3559. 1. My call on Kosygin ten a.m. this morning lasted two hours and ten minutes. In addition to Vietnam, which took bulk of time, other subjects discussed were ABMs, Soviet agriculture and industry, and [Page 459] some bilateral matters, all of which being reported in septels.2 Kosygin was accompanied by Kornienko, Troyanovsky, and interpreter. I had Akalovsky with me.

2. Atmosphere during meeting was very businesslike, with Kosygin stressing Soviet desire for relaxation of tensions in general and improved US-Soviet relations in particular. One thing that struck me especially is Kosygin’s obvious preoccupation with China.
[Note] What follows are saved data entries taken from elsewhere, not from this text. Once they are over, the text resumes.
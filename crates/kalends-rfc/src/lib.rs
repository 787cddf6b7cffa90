//! RFC 5545 subset parsing and timezone resolution for calendar feeds.
//!
//! This crate covers the two leaf stages of the pipeline: turning feed text
//! into raw per-event records, and resolving zone identifiers to UTC offsets
//! from a compact binary table.

pub mod ical;
pub mod tz;
/// Month add with year carry; the day of month clamps to the target
/// month's length (Feb 29 becomes 28 outside leap years).
fn shift_months(local: NaiveDateTime, months: i64) -> Option<NaiveDateTime> {
    let zero_based = i64::from(local.month0()) + months;
    let year = local
        .year()
        .checked_add(i32::try_from(zero_based.div_euclid(12)).ok()?)?;
    let month = u32::try_from(zero_based.rem_euclid(12)).ok()? + 1;
    let day = local.day().min(days_in_month(year, month)?);
    Some(NaiveDate::from_ymd_opt(year, month, day)?.and_time(local.time()))
}

fn shift_years(local: NaiveDateTime, years: i32) -> Option<NaiveDateTime> {
    let year = local.year().checked_add(years)?;
    let day = local.day().min(days_in_month(year, local.month())?);
    Some(NaiveDate::from_ymd_opt(year, local.month(), day)?.and_time(local.time()))
}

fn days_in_month(year: i32, month: u32) -> Option<u32> {
    let first = NaiveDate::from_ymd_opt(year, month, 1)?;
    let next = if month == 12 {
        NaiveDate::from_ymd_opt(year + 1, 1, 1)?
    } else {
        NaiveDate::from_ymd_opt(year, month + 1, 1)?
    };
    u32::try_from(next.signed_duration_since(first).num_days()).ok()
}

/// Tests a candidate against the BY* constraint sets, evaluated in the
/// record's zone. An empty set constrains nothing.
fn matches_constraints(instant: i64, tzid: &str, rule: &RecurrenceRule, tz: &TzDb) -> bool {
    if rule.by_day.is_empty() && rule.by_month.is_empty() && rule.by_monthday.is_empty() {
        return true;
    }

    let local = tz.to_local(instant, tzid);
    let day = u8::try_from(local.day()).unwrap_or(0);
    let month = u8::try_from(local.month()).unwrap_or(0);
    let weekday = u8::try_from(local.weekday().num_days_from_monday()).unwrap_or(7);

    if !rule.by_monthday.is_empty() && !rule.by_monthday.contains(&day) {
        return false;
    }
    if !rule.by_month.is_empty() && !rule.by_month.contains(&month) {
        return false;
    }
    if !rule.by_day.is_empty() && !rule.by_day.contains(&weekday) {
        return false;
    }
    true
}

#[cfg(test)]
mod tests {
    use super::*;
    use kalends_rfc::tz::{DstRule, TimezoneRecord};

    fn test_db() -> TzDb {
        TzDb::from_records([
            ("UTC".to_string(), TimezoneRecord::fixed(0)),
            (
                "America/New_York".to_string(),
                TimezoneRecord {
                    std_offset: -18_000,
                    dst_offset: -14_400,
                    dst_start: Some(DstRule {
                        month: 3,
                        day: 10,
                        hour: 2,
                    }),
                    dst_end: Some(DstRule {
                        month: 11,
                        day: 3,
                        hour: 2,
                    }),
                },
            ),
        ])
    }

    fn utc_ts(year: i32, month: u32, day: u32, hour: u32) -> i64 {
        NaiveDate::from_ymd_opt(year, month, day)
            .unwrap()
            .and_hms_opt(hour, 0, 0)
            .unwrap()
            .and_utc()
            .timestamp()
    }

    fn record(dtstart: i64, rrule: Option<RecurrenceRule>) -> EventRecord {
        EventRecord {
            dtstart,
            dtend: dtstart + 3600,
            tzid: "UTC".to_string(),
            summary: "Test".to_string(),
            description: String::new(),
            rrule,
            exdates: Vec::new(),
            rdates: Vec::new(),
            recurrence_id: None,
        }
    }

    fn daily_rule(count: Option<u32>) -> RecurrenceRule {
        RecurrenceRule {
            freq: Some(Frequency::Daily),
            count,
            ..RecurrenceRule::new()
        }
    }

    fn expand(record: &EventRecord, window: Window) -> Vec<Event> {
        let mut out = Vec::new();
        expand_record(record, window, &test_db(), &Limits::default(), &mut out);
        out
    }

    #[test]
    fn single_event_outside_window_yields_nothing() {
        let window = Window {
            start: utc_ts(2024, 4, 1, 0),
            end: utc_ts(2024, 5, 1, 0),
        };
        let before = record(utc_ts(2024, 3, 1, 12), None);
        let after = record(utc_ts(2024, 5, 2, 12), None);

        assert!(expand(&before, window).is_empty());
        assert!(expand(&after, window).is_empty());
    }

    #[test]
    fn single_event_overlapping_window_yields_exactly_one() {
        let window = Window {
            start: utc_ts(2024, 4, 1, 0),
            end: utc_ts(2024, 5, 1, 0),
        };
        let inside = record(utc_ts(2024, 4, 10, 12), None);
        assert_eq!(expand(&inside, window).len(), 1);

        // Started before the window but still running at its start.
        let mut straddling = record(utc_ts(2024, 3, 31, 23), None);
        straddling.dtend = utc_ts(2024, 4, 1, 1);
        assert_eq!(expand(&straddling, window).len(), 1);
    }

    #[test]
    fn daily_count_five_yields_five_day_spaced_occurrences() {
        let window = Window {
            start: utc_ts(2024, 4, 1, 0),
            end: utc_ts(2024, 5, 1, 0),
        };
        let series = record(utc_ts(2024, 4, 1, 12), Some(daily_rule(Some(5))));

        let events = expand(&series, window);
        assert_eq!(events.len(), 5);
        for pair in events.windows(2) {
            assert_eq!(pair[1].dtstart - pair[0].dtstart, 86_400);
        }
    }

    #[test]
    fn interval_spaces_occurrences() {
        let window = Window {
            start: utc_ts(2024, 4, 1, 0),
            end: utc_ts(2024, 4, 29, 0),
        };
        let rule = RecurrenceRule {
            freq: Some(Frequency::Weekly),
            interval: 2,
            ..RecurrenceRule::new()
        };
        let series = record(utc_ts(2024, 4, 1, 12), Some(rule));

        let events = expand(&series, window);
        assert_eq!(events.len(), 2);
        assert_eq!(events[1].dtstart - events[0].dtstart, 14 * 86_400);
    }

    #[test]
    fn until_bounds_the_series() {
        let window = Window {
            start: utc_ts(2024, 4, 1, 0),
            end: utc_ts(2024, 5, 1, 0),
        };
        let rule = RecurrenceRule {
            freq: Some(Frequency::Daily),
            until: Some(utc_ts(2024, 4, 3, 12)),
            ..RecurrenceRule::new()
        };
        let series = record(utc_ts(2024, 4, 1, 12), Some(rule));

        // April 1, 2, 3; the until instant itself is inclusive.
        assert_eq!(expand(&series, window).len(), 3);
    }

    #[test]
    fn exdate_removes_exactly_one_occurrence() {
        let window = Window {
            start: utc_ts(2024, 4, 1, 0),
            end: utc_ts(2024, 5, 1, 0),
        };
        let mut series = record(utc_ts(2024, 4, 1, 12), Some(daily_rule(Some(5))));
        series.exdates.push(utc_ts(2024, 4, 3, 12));

        let events = expand(&series, window);
        assert_eq!(events.len(), 4);
        assert!(events.iter().all(|e| e.dtstart != utc_ts(2024, 4, 3, 12)));
    }

    #[test]
    fn byday_filters_to_selected_weekdays() {
        let window = Window {
            start: utc_ts(2024, 4, 1, 0),
            end: utc_ts(2024, 4, 8, 0),
        };
        // 2024-04-01 is a Monday; keep Monday and Friday only.
        let rule = RecurrenceRule {
            freq: Some(Frequency::Daily),
            by_day: vec![0, 4],
            ..RecurrenceRule::new()
        };
        let series = record(utc_ts(2024, 4, 1, 12), Some(rule));

        let events = expand(&series, window);
        let starts: Vec<i64> = events.iter().map(|e| e.dtstart).collect();
        assert_eq!(
            starts,
            vec![utc_ts(2024, 4, 1, 12), utc_ts(2024, 4, 5, 12)]
        );
    }

    #[test]
    fn monthly_clamps_to_target_month_length() {
        let window = Window {
            start: utc_ts(2024, 1, 1, 0),
            end: utc_ts(2024, 5, 1, 0),
        };
        let rule = RecurrenceRule {
            freq: Some(Frequency::Monthly),
            count: Some(4),
            ..RecurrenceRule::new()
        };
        let series = record(utc_ts(2024, 1, 31, 12), Some(rule));

        let events = expand(&series, window);
        let starts: Vec<i64> = events.iter().map(|e| e.dtstart).collect();
        // Jan 31, Feb 29 (leap), Mar 29, Apr 29.
        assert_eq!(
            starts,
            vec![
                utc_ts(2024, 1, 31, 12),
                utc_ts(2024, 2, 29, 12),
                utc_ts(2024, 3, 29, 12),
                utc_ts(2024, 4, 29, 12),
            ]
        );
    }

    #[test]
    fn yearly_clamps_leap_day_outside_leap_years() {
        let window = Window {
            start: utc_ts(2024, 1, 1, 0),
            end: utc_ts(2026, 12, 31, 0),
        };
        let rule = RecurrenceRule {
            freq: Some(Frequency::Yearly),
            count: Some(3),
            ..RecurrenceRule::new()
        };
        let series = record(utc_ts(2024, 2, 29, 12), Some(rule));

        let events = expand(&series, window);
        let starts: Vec<i64> = events.iter().map(|e| e.dtstart).collect();
        assert_eq!(
            starts,
            vec![
                utc_ts(2024, 2, 29, 12),
                utc_ts(2025, 2, 28, 12),
                utc_ts(2026, 2, 28, 12),
            ]
        );
    }

    #[test]
    fn weekly_series_keeps_local_time_across_dst_shift() {
        let db = test_db();
        let window = Window {
            start: utc_ts(2024, 3, 1, 0),
            end: utc_ts(2024, 3, 31, 0),
        };
        // 09:00 America/New_York on March 8 (EST), repeating weekly across
        // the March 10 transition.
        let rule = RecurrenceRule {
            freq: Some(Frequency::Weekly),
            count: Some(2),
            ..RecurrenceRule::new()
        };
        let series = EventRecord {
            dtstart: utc_ts(2024, 3, 8, 14),
            dtend: utc_ts(2024, 3, 8, 15),
            tzid: "America/New_York".to_string(),
            summary: String::new(),
            description: String::new(),
            rrule: Some(rule),
            exdates: Vec::new(),
            rdates: Vec::new(),
            recurrence_id: None,
        };

        let mut events = Vec::new();
        expand_record(&series, window, &db, &Limits::default(), &mut events);

        // Second occurrence lands at 13:00 UTC, still 09:00 local.
        assert_eq!(events.len(), 2);
        assert_eq!(events[0].dtstart, utc_ts(2024, 3, 8, 14));
        assert_eq!(events[1].dtstart, utc_ts(2024, 3, 15, 13));
    }

    #[test]
    fn rdates_emit_independently_of_the_rule() {
        let window = Window {
            start: utc_ts(2024, 4, 1, 0),
            end: utc_ts(2024, 5, 1, 0),
        };
        let mut single = record(utc_ts(2024, 4, 2, 12), None);
        single.rdates.push(utc_ts(2024, 4, 20, 12));
        single.rdates.push(utc_ts(2024, 6, 20, 12)); // outside the window

        let events = expand(&single, window);
        // RDATEs only: a record with additions skips the plain single-event
        // path, matching the processing of series with extra dates.
        assert_eq!(events.len(), 1);
        assert_eq!(events[0].dtstart, utc_ts(2024, 4, 20, 12));
    }

    #[test]
    fn rdate_cap_bounds_processing() {
        let window = Window {
            start: utc_ts(2024, 4, 1, 0),
            end: utc_ts(2024, 5, 1, 0),
        };
        let limits = Limits {
            max_rdate_count: 3,
            ..Limits::default()
        };
        let mut single = record(utc_ts(2024, 4, 2, 12), None);
        for day in 10..20 {
            single.rdates.push(utc_ts(2024, 4, day, 12));
        }

        let mut events = Vec::new();
        expand_record(&single, window, &test_db(), &limits, &mut events);
        assert_eq!(events.len(), 3);
    }

    #[test]
    fn occurrence_cap_bounds_generation() {
        let window = Window {
            start: utc_ts(2024, 1, 1, 0),
            end: utc_ts(2026, 1, 1, 0),
        };
        let limits = Limits {
            max_occurrences_per_event: 7,
            ..Limits::default()
        };
        let series = record(utc_ts(2024, 1, 1, 12), Some(daily_rule(None)));

        let mut events = Vec::new();
        expand_record(&series, window, &test_db(), &limits, &mut events);
        assert_eq!(events.len(), 7);
    }

    #[test]
    fn iteration_budget_terminates_sparse_rules() {
        let window = Window {
            start: utc_ts(2024, 1, 1, 0),
            end: utc_ts(2024, 12, 31, 0),
        };
        let limits = Limits {
            max_recurrence_iterations: 10,
            ..Limits::default()
        };
        // A daily rule restricted to a month the budget never reaches.
        let rule = RecurrenceRule {
            freq: Some(Frequency::Daily),
            by_month: vec![12],
            ..RecurrenceRule::new()
        };
        let series = record(utc_ts(2024, 1, 1, 12), Some(rule));

        let mut events = Vec::new();
        expand_record(&series, window, &test_db(), &limits, &mut events);
        assert!(events.is_empty());
    }

    #[test]
    fn skip_estimate_backs_off_two_intervals() {
        let base = utc_ts(2020, 1, 1, 0);
        let target = base + 100 * 86_400;
        assert_eq!(skip_estimate(base, target, Frequency::Daily, 1), 98);
        assert_eq!(skip_estimate(base, base, Frequency::Daily, 1), 0);
        assert_eq!(skip_estimate(base, base + 86_400, Frequency::Daily, 1), 0);
    }

    #[test]
    fn far_future_window_finds_occurrences_within_budget() {
        // Ten years of daily occurrences would blow a 200-step budget
        // without the skip estimate.
        let window = Window {
            start: utc_ts(2034, 1, 1, 0),
            end: utc_ts(2034, 1, 10, 0),
        };
        let series = record(utc_ts(2024, 1, 1, 12), Some(daily_rule(None)));

        let events = expand(&series, window);
        assert!(!events.is_empty());
        assert_eq!(events[0].dtstart, utc_ts(2034, 1, 1, 12));
    }

    #[test]
    fn count_includes_skipped_candidates() {
        // COUNT=5 series queried from far past its end yields nothing even
        // though the skip estimate jumps over the live occurrences.
        let window = Window {
            start: utc_ts(2024, 6, 1, 0),
            end: utc_ts(2024, 7, 1, 0),
        };
        let series = record(utc_ts(2024, 4, 1, 12), Some(daily_rule(Some(5))));

        assert!(expand(&series, window).is_empty());
    }
}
  1. Source: National Archives and Records Administration, RG 59, Central Files, 1967–69, POL USUSSR. Secret; Immediate; Nodis.
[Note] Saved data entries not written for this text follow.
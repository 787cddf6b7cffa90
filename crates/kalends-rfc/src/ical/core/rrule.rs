//! Recurrence rule model (RFC 5545 §3.3.10 subset).

/// Recurrence frequency.
///
/// Only the four calendar-level frequencies are supported; finer-grained
/// frequencies fail to parse, which leaves the rule non-recurring.
#[derive(Debug, Clone, Copy, PartialEq, Eq, Hash)]
pub enum Frequency {
    Daily,
    Weekly,
    Monthly,
    Yearly,
}

impl Frequency {
    /// Parses a FREQ value (case-insensitive).
    #[must_use]
    pub fn parse(s: &str) -> Option<Self> {
        match s.to_ascii_uppercase().as_str() {
            "DAILY" => Some(Self::Daily),
            "WEEKLY" => Some(Self::Weekly),
            "MONTHLY" => Some(Self::Monthly),
            "YEARLY" => Some(Self::Yearly),
            _ => None,
        }
    }

    #[must_use]
    pub const fn as_str(self) -> &'static str {
        match self {
            Self::Daily => "DAILY",
            Self::Weekly => "WEEKLY",
            Self::Monthly => "MONTHLY",
            Self::Yearly => "YEARLY",
        }
    }

    /// Rough interval length in seconds, used only to estimate how many
    /// intervals to skip when a search window starts far from the origin.
    #[must_use]
    pub const fn approx_seconds(self) -> i64 {
        match self {
            Self::Daily => 86_400,
            Self::Weekly => 604_800,
            Self::Monthly => 2_592_000,
            Self::Yearly => 31_536_000,
        }
    }
}

impl std::fmt::Display for Frequency {
    fn fmt(&self, f: &mut std::fmt::Formatter<'_>) -> std::fmt::Result {
        f.write_str(self.as_str())
    }
}

/// Parsed, normalized recurrence rule.
///
/// An absent frequency means the rule never fires; the record is treated as
/// non-recurring. Empty constraint sets mean "no restriction from that
/// axis".
#[derive(Debug, Clone, PartialEq, Eq)]
pub struct RecurrenceRule {
    pub freq: Option<Frequency>,
    /// Interval multiplier, at least 1.
    pub interval: u32,
    /// Absolute occurrence count limit.
    pub count: Option<u32>,
    /// Inclusive end instant (UTC seconds).
    pub until: Option<i64>,
    /// Allowed weekdays, 0 = Monday through 6 = Sunday.
    pub by_day: Vec<u8>,
    /// Allowed months, 1-12.
    pub by_month: Vec<u8>,
    /// Allowed days of month, 1-31.
    pub by_monthday: Vec<u8>,
}

impl RecurrenceRule {
    #[must_use]
    pub const fn new() -> Self {
        Self {
            freq: None,
            interval: 1,
            count: None,
            until: None,
            by_day: Vec::new(),
            by_month: Vec::new(),
            by_monthday: Vec::new(),
        }
    }

    #[must_use]
    pub const fn is_recurring(&self) -> bool {
        self.freq.is_some()
    }
}

impl Default for RecurrenceRule {
    fn default() -> Self {
        Self::new()
    }
}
  2. All dated February 18. Telegram 3562, which reported on Vietnam, is printed in Foreign Relations, 1964–1968, vol. V, Document 85. The text of telegram 3560, which reported on ABMs, is ibid., vol. XI, Document 182. Telegram 3565, which reported on Soviet agriculture and industry, is at the National Archives and Records Administration, RG 59, Central Files 1967–69, POL USUSSR. For reports on bilateral issues, see Documents 202 and 203. Telegram 3561 summarized the discussion of a leased line to improve communication facilities between the Moscow Embassy and Washington. (Johnson Library, National Security File, Country File, USSR, Moscow Embassy Communications Problems) Copies of Thompson’s telegrams were forwarded to President Johnson on November 18. (Memorandum from Rostow to the President, February 18; ibid., Vol. XIV)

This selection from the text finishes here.